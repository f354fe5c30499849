// engine.rs - Synchronous generation stepping on the worker pool

use std::ops::Range;
use std::sync::Arc;

use tracing::debug;

use crate::error::{LifeError, LifeResult};
use crate::grid::Grid;
use crate::neighbors;
use crate::pool::{WorkerPool, partition};

/// Conway's B3/S23 rule for one cell.
#[inline]
pub fn next_state(alive: bool, live_neighbors: u8) -> bool {
    match (alive, live_neighbors) {
        (false, 0)            => false, // Quiet region, nothing to evaluate
        (_, 3)                => true,  // Birth or survival
        (alive, 2)            => alive, // Unchanged
        _                     => false, // Under- or overpopulation
    }
}

/// Worker body: next-generation cells for a contiguous block of rows,
/// computed from the read-only snapshot of the previous generation.
async fn process_rows(current: Grid, rows: Range<usize>) -> (usize, Vec<bool>) {
    let width = current.width();
    let mut block = Vec::with_capacity(rows.len() * width);
    for row in rows.clone() {
        for col in 0..width {
            let alive = current.get(row, col);
            block.push(next_state(alive, neighbors::count(&current, row, col)));
        }
        tokio::task::yield_now().await; // Cooperative yielding between rows
    }
    (rows.start, block)
}

/// Outcome of [`GenerationEngine::run`].
#[derive(Debug, Clone)]
pub struct RunSummary {
    pub grid: Grid,
    /// Steps actually applied; fewer than requested when the grid died out.
    pub generations: usize,
}

/// Advances a grid one generation at a time, partitioning rows across the
/// pool's workers.
pub struct GenerationEngine {
    pool: Arc<WorkerPool>,
}

impl GenerationEngine {
    pub fn new(pool: Arc<WorkerPool>) -> Self {
        Self { pool }
    }

    pub fn pool(&self) -> &Arc<WorkerPool> {
        &self.pool
    }

    /// Compute the next generation. The input grid is consumed; every cell
    /// of the result depends only on the input snapshot.
    pub fn step(&self, grid: Grid) -> LifeResult<Grid> {
        let (width, height) = (grid.width(), grid.height());
        let ranges = partition(height, self.pool.workers());

        let next = self.pool.block_on(async {
            // Each worker owns a disjoint block of output rows
            let mut handles = Vec::with_capacity(ranges.len());
            for rows in ranges {
                handles.push(tokio::spawn(process_rows(grid.clone(), rows)));
            }

            let mut cells = Vec::with_capacity(width * height);
            for handle in handles {
                let (start, block) = handle.await?;
                debug_assert_eq!(start * width, cells.len());
                cells.extend(block);
            }
            Ok::<_, LifeError>(cells)
        })?;

        debug!(width, height, "generation stepped");
        Ok(Grid::from_buffer(width, height, next))
    }

    /// Apply `generations` steps, stopping early once every cell is dead.
    pub fn run(&self, mut grid: Grid, generations: usize) -> LifeResult<RunSummary> {
        let mut applied = 0;
        while applied < generations && !grid.is_empty() {
            grid = self.step(grid)?;
            applied += 1;
        }
        Ok(RunSummary { grid, generations: applied })
    }
}
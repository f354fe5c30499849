// neighbors.rs - Moore-neighbourhood counting on a bounded grid

use crate::grid::Grid;

// Offsets of the eight surrounding cells
const OFFSETS: [(isize, isize); 8] = [
    (-1, -1), (-1, 0), (-1, 1),
    ( 0, -1),          ( 0, 1),
    ( 1, -1), ( 1, 0), ( 1, 1),
];

/// Number of live cells among the eight neighbours of `(row, col)`.
///
/// The grid does not wrap: neighbours outside the board count as dead.
pub fn count(grid: &Grid, row: usize, col: usize) -> u8 {
    let mut live = 0;
    for &(dr, dc) in &OFFSETS {
        let (Some(nr), Some(nc)) = (row.checked_add_signed(dr), col.checked_add_signed(dc)) else {
            continue;
        };
        if grid.get(nr, nc) {
            live += 1;
        }
    }
    live
}

#[cfg(test)]
mod tests {
    use super::*;

    fn grid_with(width: usize, height: usize, live: &[(usize, usize)]) -> Grid {
        let mut grid = Grid::new(width, height).unwrap();
        for &(row, col) in live {
            grid.set(row, col, true);
        }
        grid
    }

    #[test]
    fn isolated_cell_has_no_neighbours() {
        let grid = grid_with(3, 3, &[(1, 1)]);
        assert_eq!(count(&grid, 1, 1), 0);
        assert_eq!(count(&grid, 0, 0), 1);
    }

    #[test]
    fn full_neighbourhood_counts_eight() {
        let mut grid = Grid::new(3, 3).unwrap();
        grid.scatter(9, 0);
        assert_eq!(count(&grid, 1, 1), 8);
    }

    #[test]
    fn corners_do_not_wrap() {
        let grid = grid_with(4, 4, &[(3, 3), (0, 3), (3, 0)]);
        assert_eq!(count(&grid, 0, 0), 0);
        assert_eq!(count(&grid, 3, 3), 0);
        assert_eq!(count(&grid, 2, 2), 1);
    }

    #[test]
    fn cell_itself_is_not_counted() {
        let grid = grid_with(3, 3, &[(0, 0), (0, 1), (1, 1)]);
        assert_eq!(count(&grid, 1, 1), 2);
        assert_eq!(count(&grid, 0, 0), 2);
    }
}
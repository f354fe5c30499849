// error.rs - Error type shared by every part of the simulator

use thiserror::Error;

/// Errors raised by grid construction, parsing, configuration and the worker pool.
///
/// Expected negative outcomes (no pattern found, grid died out, trial cap
/// reached) are reported as values and never show up here.
#[derive(Debug, Error)]
pub enum LifeError {
    #[error("invalid grid dimensions {width}x{height}: both must be at least 1")]
    InvalidDimension { width: usize, height: usize },

    #[error("unknown pattern class selector {0} (expected 1, 2 or 3)")]
    UnknownPatternClass(u8),

    #[error("line {line}: {message}")]
    Parse { line: usize, message: String },

    #[error("configuration error: {0}")]
    Config(String),

    #[error("json error: {0}")]
    Json(#[from] serde_json::Error),

    #[error("failed to start worker runtime: {0}")]
    Runtime(#[from] std::io::Error),

    #[error("worker task failed: {0}")]
    Worker(String),
}

impl From<tokio::task::JoinError> for LifeError {
    fn from(err: tokio::task::JoinError) -> Self {
        LifeError::Worker(err.to_string())
    }
}

pub type LifeResult<T> = Result<T, LifeError>;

•••

• _Aim of the exercise_: Your reply should be every line of the material, transcribed exactly.

• _Answer below_:
repository f354fe5c30499849
// engine.rs - Synchronous generation stepping on the worker pool

use std::ops::Range;
use std::sync::Arc;

use tracing::debug;

use crate::error::{LifeError, LifeResult};
use crate::grid::Grid;
use crate::neighbors;
use crate::pool::{WorkerPool, partition};

/// Conway's B3/S23 rule for one cell.
#[inline]
pub fn next_state(alive: bool, live_neighbors: u8) -> bool {
    match (alive, live_neighbors) {
        (false, 0)            => false, // Quiet region, nothing to evaluate
        (_, 3)                => true,  // Birth or survival
        (alive, 2)            => alive, // Unchanged
        _                     => false, // Under- or overpopulation
    }
}

/// Worker body: next-generation cells for a contiguous block of rows,
/// computed from the read-only snapshot of the previous generation.
async fn process_rows(current: Grid, rows: Range<usize>) -> (usize, Vec<bool>) {
    let width = current.width();
    let mut block = Vec::with_capacity(rows.len() * width);
    for row in rows.clone() {
        for col in 0..width {
            let alive = current.get(row, col);
            block.push(next_state(alive, neighbors::count(&current, row, col)));
        }
        tokio::task::yield_now().await; // Cooperative yielding between rows
    }
    (rows.start, block)
}

/// Outcome of [`GenerationEngine::run`].
#[derive(Debug, Clone)]
pub struct RunSummary {
    pub grid: Grid,
    /// Steps actually applied; fewer than requested when the grid died out.
    pub generations: usize,
}

/// Advances a grid one generation at a time, partitioning rows across the
/// pool's workers.
pub struct GenerationEngine {
    pool: Arc<WorkerPool>,
}

impl GenerationEngine {
    pub fn new(pool: Arc<WorkerPool>) -> Self {
        Self { pool }
    }

    pub fn pool(&self) -> &Arc<WorkerPool> {
        &self.pool
    }

    /// Compute the next generation. The input grid is consumed; every cell
    /// of the result depends only on the input snapshot.
    pub fn step(&self, grid: Grid) -> LifeResult<Grid> {
        let (width, height) = (grid.width(), grid.height());
        let ranges = partition(height, self.pool.workers());

        let next = self.pool.block_on(async {
            // Each worker owns a disjoint block of output rows
            let mut handles = Vec::with_capacity(ranges.len());
            for rows in ranges {
                handles.push(tokio::spawn(process_rows(grid.clone(), rows)));
            }

            let mut cells = Vec::with_capacity(width * height);
            for handle in handles {
                let (start, block) = handle.await?;
                debug_assert_eq!(start * width, cells.len());
                cells.extend(block);
            }
            Ok::<_, LifeError>(cells)
        })?;

        debug!(width, height, "generation stepped");
        Ok(Grid::from_buffer(width, height, next))
    }

    /// Apply `generations` steps, stopping early once every cell is dead.
    pub fn run(&self, mut grid: Grid, generations: usize) -> LifeResult<RunSummary> {
        let mut applied = 0;
        while applied < generations && !grid.is_empty() {
            grid = self.step(grid)?;
            applied += 1;
        }
        Ok(RunSummary { grid, generations: applied })
    }
}
repository f354fe5c30499849
// neighbors.rs - Moore-neighbourhood counting on a bounded grid

use crate::grid::Grid;

// Offsets of the eight surrounding cells
const OFFSETS: [(isize, isize); 8] = [
    (-1, -1), (-1, 0), (-1, 1),
    ( 0, -1),          ( 0, 1),
    ( 1, -1), ( 1, 0), ( 1, 1),
];

/// Number of live cells among the eight neighbours of `(row, col)`.
///
/// The grid does not wrap: neighbours outside the board count as dead.
pub fn count(grid: &Grid, row: usize, col: usize) -> u8 {
    let mut live = 0;
    for &(dr, dc) in &OFFSETS {
        let (Some(nr), Some(nc)) = (row.checked_add_signed(dr), col.checked_add_signed(dc)) else {
            continue;
        };
        if grid.get(nr, nc) {
            live += 1;
        }
    }
    live
}

#[cfg(test)]
mod tests {
    use super::*;

    fn grid_with(width: usize, height: usize, live: &[(usize, usize)]) -> Grid {
        let mut grid = Grid::new(width, height).unwrap();
        for &(row, col) in live {
            grid.set(row, col, true);
        }
        grid
    }

    #[test]
    fn isolated_cell_has_no_neighbours() {
        let grid = grid_with(3, 3, &[(1, 1)]);
        assert_eq!(count(&grid, 1, 1), 0);
        assert_eq!(count(&grid, 0, 0), 1);
    }

    #[test]
    fn full_neighbourhood_counts_eight() {
        let mut grid = Grid::new(3, 3).unwrap();
        grid.scatter(9, 0);
        assert_eq!(count(&grid, 1, 1), 8);
    }

    #[test]
    fn corners_do_not_wrap() {
        let grid = grid_with(4, 4, &[(3, 3), (0, 3), (3, 0)]);
        assert_eq!(count(&grid, 0, 0), 0);
        assert_eq!(count(&grid, 3, 3), 0);
        assert_eq!(count(&grid, 2, 2), 1);
    }

    #[test]
    fn cell_itself_is_not_counted() {
        let grid = grid_with(3, 3, &[(0, 0), (0, 1), (1, 1)]);
        assert_eq!(count(&grid, 1, 1), 2);
        assert_eq!(count(&grid, 0, 0), 2);
    }
}
repository f354fe5c30499849
// error.rs - Error type shared by every part of the simulator

use thiserror::Error;

/// Errors raised by grid construction, parsing, configuration and the worker pool.
///
/// Expected negative outcomes (no pattern found, grid died out, trial cap
/// reached) are reported as values and never show up here.
#[derive(Debug, Error)]
pub enum LifeError {
    #[error("invalid grid dimensions {width}x{height}: both must be at least 1")]
    InvalidDimension { width: usize, height: usize },

    #[error("unknown pattern class selector {0} (expected 1, 2 or 3)")]
    UnknownPatternClass(u8),

    #[error("line {line}: {message}")]
    Parse { line: usize, message: String },

    #[error("configuration error: {0}")]
    Config(String),

    #[error("json error: {0}")]
    Json(#[from] serde_json::Error),

    #[error("failed to start worker runtime: {0}")]
    Runtime(#[from] std::io::Error),

    #[error("worker task failed: {0}")]
    Worker(String),
}

impl From<tokio::task::JoinError> for LifeError {
    fn from(err: tokio::task::JoinError) -> Self {
        LifeError::Worker(err.to_string())
    }
}

pub type LifeResult<T> = Result<T, LifeError>;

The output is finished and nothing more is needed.